Como falei a pouco, a rendição acaba com a disputa, com o conflito. Isso me fez perceber que apesar de meu ego ter travado essa luta comigo durante tantos anos, ele não é meu inimigo. Na verdade, quando você desperta, fica mais claro o papel dele em sua vida. O ego é bastante útil na vida cotidiana. É ele que o permite interagir com o mundo e com as outras pessoas e não expor sua essência desnecessariamente. Existem ocasiões na vida onde o Eu é bem menos útil que o Ego. Eu escolhe ceder o domínio ao ego no trânsito, por exemplo. Já imaginou um Eu superior, generoso, manso, despreocupado, dirigindo num trânsito que mais parece uma selva?! Neste e em outros casos específicos, permito que o Ego tome de conta e faça o seu trabalho. Em ocasiões onde meu Eu não gostaria de estar ou não tem um pingo de interesse em participar, quem assume? Ele, o bom e velho ego aparece para cuidar da situação. Dessa forma, meu Eu se preserva de estar presentes em momentos sem significado ou maior importância para minha experiência nesse mundo. Assim, a maioria das pessoas com quem convivo só conhecem meu Ego, não a mim verdadeiramente. Minha essência escolho revelar àqueles que estejam prontos para entrar em comunhão com ela, compreendê-la e trocar experiências construtivas. Como vocês, a quem me mostro verdadeiramente, sem as pretensões ou exibicionismos do Ego e conversando sobre assuntos que meu Eu se interessa e não pelas trivialidades para as quais delego ao meu Ego tomar de conta.

Então é isso. Espero que minha experiência o ajude na sua caminhada.
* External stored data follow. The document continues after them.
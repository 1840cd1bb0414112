//! Growable byte window with vectored socket fill.
//!
//! ## Growth Policy
//!
//! `append` never reallocates while compaction can make room:
//!
//! 1. Enough tail space: copy straight in.
//! 2. Tail + prependable space is enough: slide the unread region to 0.
//! 3. Otherwise: slide, then resize to exactly `readable + incoming`.
//!
//! ## Socket Fill
//!
//! `fill_from_socket` reads into two regions with one `readv` call: the
//! buffer's writable tail and a stack scratch area. Anything that lands in
//! the scratch area is appended afterwards, so one edge-triggered wakeup can
//! drain an arbitrarily large receive queue without reserving memory upfront.

use bytes::Bytes;
use std::io;
use std::mem::MaybeUninit;
use std::os::unix::io::AsRawFd;

/// Initial capacity of a freshly created buffer (1 KB).
pub const INITIAL_BUFFER_SIZE: usize = 1024;

/// Size of the stack scratch region used by `fill_from_socket` (64 KB).
pub const SCRATCH_SIZE: usize = 64 * 1024;

/// A contiguous byte window with separate read and write cursors.
///
/// Invariant: `reader_index <= writer_index <= storage.len()`.
#[derive(Debug, Clone)]
pub struct ByteBuffer {
    storage: Vec<u8>,
    reader_index: usize,
    writer_index: usize,
}

impl Default for ByteBuffer {
    fn default() -> Self {
        Self::new()
    }
}

impl ByteBuffer {
    /// Creates an empty buffer with the default capacity.
    pub fn new() -> Self {
        Self::with_capacity(INITIAL_BUFFER_SIZE)
    }

    /// Creates an empty buffer with `capacity` bytes of writable space.
    pub fn with_capacity(capacity: usize) -> Self {
        Self {
            storage: vec![0; capacity],
            reader_index: 0,
            writer_index: 0,
        }
    }

    /// Number of bytes waiting to be consumed.
    #[inline]
    pub fn readable_bytes(&self) -> usize {
        self.writer_index - self.reader_index
    }

    /// Number of bytes that can be written without compaction or growth.
    #[inline]
    pub fn writable_bytes(&self) -> usize {
        self.storage.len() - self.writer_index
    }

    /// Number of already-consumed bytes in front of the readable region.
    #[inline]
    pub fn prependable_bytes(&self) -> usize {
        self.reader_index
    }

    /// Total size of the backing storage.
    #[inline]
    pub fn capacity(&self) -> usize {
        self.storage.len()
    }

    /// Returns true if there is nothing to read.
    #[inline]
    pub fn is_empty(&self) -> bool {
        self.readable_bytes() == 0
    }

    /// The readable region.
    #[inline]
    pub fn peek(&self) -> &[u8] {
        &self.storage[self.reader_index..self.writer_index]
    }

    /// Position of the first CRLF inside the readable region.
    pub fn find_crlf(&self) -> Option<usize> {
        self.peek().windows(2).position(|w| w == b"\r\n")
    }

    /// Appends `data` to the readable region, compacting or growing as needed.
    pub fn append(&mut self, data: &[u8]) {
        self.ensure_writable(data.len());
        let end = self.writer_index + data.len();
        self.storage[self.writer_index..end].copy_from_slice(data);
        self.writer_index = end;
    }

    /// Consumes `len` bytes from the front of the readable region.
    ///
    /// Asking for more than is readable consumes everything.
    pub fn retrieve(&mut self, len: usize) {
        if len < self.readable_bytes() {
            self.reader_index += len;
        } else {
            self.clear();
        }
    }

    /// Consumes everything and returns it as an owned `Bytes`.
    pub fn retrieve_all(&mut self) -> Bytes {
        let out = Bytes::copy_from_slice(self.peek());
        self.clear();
        out
    }

    /// Consumes everything and returns it as a (lossy) UTF-8 string.
    pub fn retrieve_all_to_string(&mut self) -> String {
        let out = String::from_utf8_lossy(self.peek()).into_owned();
        self.clear();
        out
    }

    /// Resets both cursors without touching the storage.
    #[inline]
    pub fn clear(&mut self) {
        self.reader_index = 0;
        self.writer_index = 0;
    }

    /// Drains a non-blocking socket into the buffer.
    ///
    /// Loops on `readv` until the socket reports `WouldBlock`, returning the
    /// number of bytes read in this call (possibly 0). A clean end-of-stream
    /// with nothing read yields `UnexpectedEof`; end-of-stream after some
    /// bytes returns the count so the caller can still process them. Any
    /// other error is returned as-is.
    pub fn fill_from_socket<S: AsRawFd>(&mut self, socket: &S) -> io::Result<usize> {
        let fd = socket.as_raw_fd();
        // Only ever written by readv; just the filled prefix is read back.
        let mut scratch = MaybeUninit::<[u8; SCRATCH_SIZE]>::uninit();
        let mut total = 0usize;

        loop {
            let writable = self.writable_bytes();
            let iov = [
                libc::iovec {
                    iov_base: self.storage[self.writer_index..].as_mut_ptr() as *mut libc::c_void,
                    iov_len: writable,
                },
                libc::iovec {
                    iov_base: scratch.as_mut_ptr() as *mut libc::c_void,
                    iov_len: SCRATCH_SIZE,
                },
            ];

            // SAFETY: both iovecs point at live, exclusively borrowed memory of
            // the advertised length for the duration of the call.
            let n = unsafe { libc::readv(fd, iov.as_ptr(), iov.len() as libc::c_int) };

            if n < 0 {
                let err = io::Error::last_os_error();
                match err.kind() {
                    io::ErrorKind::WouldBlock => break,
                    io::ErrorKind::Interrupted => continue,
                    _ => return Err(err),
                }
            }

            let n = n as usize;
            if n == 0 {
                if total == 0 {
                    return Err(io::Error::from(io::ErrorKind::UnexpectedEof));
                }
                break;
            }

            if n <= writable {
                self.writer_index += n;
            } else {
                self.writer_index = self.storage.len();
                // SAFETY: readv initialized the first `n - writable` scratch bytes.
                let overflow =
                    unsafe { std::slice::from_raw_parts(scratch.as_ptr() as *const u8, n - writable) };
                self.append(overflow);
            }
            total += n;
        }

        Ok(total)
    }

    /// Makes sure at least `len` bytes can be written at `writer_index`.
    fn ensure_writable(&mut self, len: usize) {
        if self.writable_bytes() >= len {
            return;
        }

        self.compact();

        if self.writable_bytes() < len {
            let readable = self.readable_bytes();
            self.storage.resize(readable + len, 0);
        }
    }

    /// Slides the readable region to offset 0.
    fn compact(&mut self) {
        if self.reader_index == 0 {
            return;
        }
        let readable = self.readable_bytes();
        self.storage
            .copy_within(self.reader_index..self.writer_index, 0);
        self.reader_index = 0;
        self.writer_index = readable;
    }
}

#[cfg(test)]
mod tests {
    use super::*;
    use std::io::Write;
    use std::os::unix::net::UnixStream;

    #[test]
    fn test_append_and_retrieve() {
        let mut buf = ByteBuffer::new();
        buf.append(b"hello world");

        assert_eq!(buf.readable_bytes(), 11);
        assert_eq!(buf.peek(), b"hello world");

        buf.retrieve(6);
        assert_eq!(buf.peek(), b"world");
        assert_eq!(buf.prependable_bytes(), 6);
    }

    #[test]
    fn test_retrieve_more_than_readable_clears() {
        let mut buf = ByteBuffer::new();
        buf.append(b"abc");
        buf.retrieve(100);

        assert_eq!(buf.readable_bytes(), 0);
        assert_eq!(buf.prependable_bytes(), 0);
    }

    #[test]
    fn test_retrieve_all() {
        let mut buf = ByteBuffer::new();
        buf.append(b"GET / HTTP/1.1\r\n");

        let out = buf.retrieve_all();
        assert_eq!(out, Bytes::from_static(b"GET / HTTP/1.1\r\n"));
        assert!(buf.is_empty());
    }

    #[test]
    fn test_append_compacts_before_growing() {
        let mut buf = ByteBuffer::with_capacity(16);
        buf.append(b"0123456789ab");
        buf.retrieve(10);

        // 4 writable + 10 prependable >= 12, so no reallocation
        buf.append(b"cdefghijklmn");

        assert_eq!(buf.capacity(), 16);
        assert_eq!(buf.prependable_bytes(), 0);
        assert_eq!(buf.peek(), b"abcdefghijklmn");
    }

    #[test]
    fn test_append_grows_to_exact_fit() {
        let mut buf = ByteBuffer::with_capacity(8);
        buf.append(b"abcd");
        buf.retrieve(2);
        buf.append(b"0123456789");

        assert_eq!(buf.peek(), b"cd0123456789");
        assert_eq!(buf.capacity(), 12);
        assert_eq!(buf.writable_bytes(), 0);
    }

    #[test]
    fn test_readable_never_underflows() {
        let mut buf = ByteBuffer::with_capacity(4);
        let mut expected: Vec<u8> = Vec::new();

        for round in 0..200usize {
            let chunk: Vec<u8> = (0..(round % 7 + 1)).map(|i| (round + i) as u8).collect();
            buf.append(&chunk);
            expected.extend_from_slice(&chunk);

            let take = round % 5;
            buf.retrieve(take);
            expected.drain(..take.min(expected.len()));

            assert_eq!(buf.readable_bytes(), expected.len());
            assert_eq!(buf.peek(), expected.as_slice());
        }
    }

    #[test]
    fn test_find_crlf() {
        let mut buf = ByteBuffer::new();
        buf.append(b"Host: a\r\nrest");
        assert_eq!(buf.find_crlf(), Some(7));

        buf.retrieve(9);
        assert_eq!(buf.find_crlf(), None);
    }

    #[test]
    fn test_fill_from_socket_overflows_into_scratch() {
        let (mut tx, rx) = UnixStream::pair().unwrap();
        rx.set_nonblocking(true).unwrap();

        let payload: Vec<u8> = (0..2048u32).map(|i| (i % 251) as u8).collect();
        tx.write_all(&payload).unwrap();

        let mut buf = ByteBuffer::with_capacity(1024);
        let n = buf.fill_from_socket(&rx).unwrap();

        assert_eq!(n, 2048);
        assert_eq!(buf.readable_bytes(), 2048);
        assert_eq!(buf.peek(), payload.as_slice());
        assert_eq!(&buf.peek()[1020..1030], &payload[1020..1030]);
    }

    #[test]
    fn test_fill_from_socket_would_block_is_ok() {
        let (_tx, rx) = UnixStream::pair().unwrap();
        rx.set_nonblocking(true).unwrap();

        let mut buf = ByteBuffer::new();
        assert_eq!(buf.fill_from_socket(&rx).unwrap(), 0);
    }

    #[test]
    fn test_fill_from_socket_eof() {
        let (tx, rx) = UnixStream::pair().unwrap();
        rx.set_nonblocking(true).unwrap();
        drop(tx);

        let mut buf = ByteBuffer::new();
        let err = buf.fill_from_socket(&rx).unwrap_err();
        assert_eq!(err.kind(), io::ErrorKind::UnexpectedEof);
    }

    #[test]
    fn test_fill_from_socket_appends_after_existing_data() {
        let (mut tx, rx) = UnixStream::pair().unwrap();
        rx.set_nonblocking(true).unwrap();

        let mut buf = ByteBuffer::with_capacity(8);
        buf.append(b"GET ");
        tx.write_all(b"/index.html HTTP/1.1\r\n").unwrap();

        buf.fill_from_socket(&rx).unwrap();
        assert_eq!(buf.peek(), b"GET /index.html HTTP/1.1\r\n");
    }
}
Um abraço, rumo ao despertar.

terça-feira, 11 de janeiro de 2011

Desapego ou Desamor?

Hoje gostaria de deixar de lado um pouco as "grandes questões" e conversar com você sobre algo um pouco mais singelo, entretanto, não menos importante: O Desapego. Todo aquele que busca a iluminação sabe que o desapego é um elemento chave para a evolução humana. Então, por que é tão difícil colocá-lo em prática?

Apego X Amor

Um dos motívos pelo qual é tão difícil praticar o desapego, é por causa da resistência humana a esta conduta. A prática do desapego é desencorajada em todos os seguimentos da sociedade! Nós somos ensinados desde cedo a nos apegar a tudo e a todos. Devemos nos apegar a nossos pais, nossos pertences, nossa vida... Confundimos apego com amor e passamos a vida toda cultivando o apego sem cultivar o amor.
Só sabemos o que é o amor incondicional quando livres das amarras das paixões e do apego. O amor é totalmente o oposto do apego (que é o conceito distorcido de amor) pois o amor liberta, o apego, aprisiona. O apego é o sentimento predileto do EGO. Na verdade, o apego é o grande alimentador do ego. Veja, o amor distorcido de hoje, na verdade, é o amor ao próprio ego, pura e simplesmente.
As pessoas querem possuir coisas para alimentar o ego. Casa, carro, status... tudo isso é desejo do ego, fortalecido pelo apego, é o sentimento de posse. Esse mesmo sentimento é o que dirige as relações humanas hoje. É MEU FILHO, MEU MARIDO, MINHA ESPOSA... percebes? O apego às pessoas é taxado como amor. Mas como já foi dito aqui, o apego só alimenta o Ego, então, as pessoas não amam os cônjuges, pais ou filhos, elas os querem para satisfazer o ego. Quer um exemplo? Porque é tão comum as pessoas casarem-se e se separarem algum tempo depois? Será que o amor acabou?!? É claro que não! O que acontece, na maioria das vezes, é que se apegam ao prazer causado pelo coquetel químico desencadeado pela paixão. Quando a paixão acaba, acaba o motivo pelo qual se casam. Então o ego corre atrás de outra pessoa que descarrege a quimica novamente... quando não é a paixão que move o relacionamento, é o interesse. O coroa ricásso casa com a menininha novinha para desfilar com o troféu perante seus pares... já a menininha encara o coroa pelo conforto material e pela segurança. É tudo uma troca de interesses. É difícil para a pessoa conceber o amor sem a troca. "Eu o amo, mas você me deve fidelidade", não é assim? "Eu o amo, mas você tem que mudar esse seu jeito", "Eu amo você, mas você precisa me dar um pouco mais de atenção"... todas essas frases resumem o apego, não o amor. As pessoas amam a si próprias e querem possuir o outro, para que este satisfaça suas necessidades, sua carência de carinho, atenção, recursos financeiros, sexo...
Já o amor verdadeiro não impõe condições de forma alguma. O mais próximo que o ser humano comum hoje chega do amor verdadeiro é no relacionamento mãe/filho. Quando você ama de verdade, o importante é fazer o outro feliz e não o contrário. E mais importante ainda, amor não é sentimento, é escolha, é atitude. Sentimento faz parte do ego, anda de mãos dadas com o apego.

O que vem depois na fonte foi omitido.